» **TASK DETAILS**: Transcribe the records below. Leave every word as it is.

» **DATA FOR ANALYSIS**:
== Segment start ==

//! Closed-form projection scale factors.

/// Apparent-size multiplier under Mercator when a shape moves from
/// `original_lat` to `current_lat` (degrees).
///
/// `cos(original) / cos(current)`. Unclamped: approaching the poles the
/// result grows without bound, and exactly at ±90° it is infinite or huge.
pub fn mercator_scale(original_lat: f64, current_lat: f64) -> f64 {
    original_lat.to_radians().cos() / current_lat.to_radians().cos()
}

== Segment end ==

» **RESULT FOR THIS TASK**:
//! Closed-form projection scale factors.

/// Apparent-size multiplier under Mercator when a shape moves from
/// `original_lat` to `current_lat` (degrees).
///
/// `cos(original) / cos(current)`. Unclamped: approaching the poles the
/// result grows without bound, and exactly at ±90° it is infinite or huge.
pub fn mercator_scale(original_lat: f64, current_lat: f64) -> f64 {
    original_lat.to_radians().cos() / current_lat.to_radians().cos()
}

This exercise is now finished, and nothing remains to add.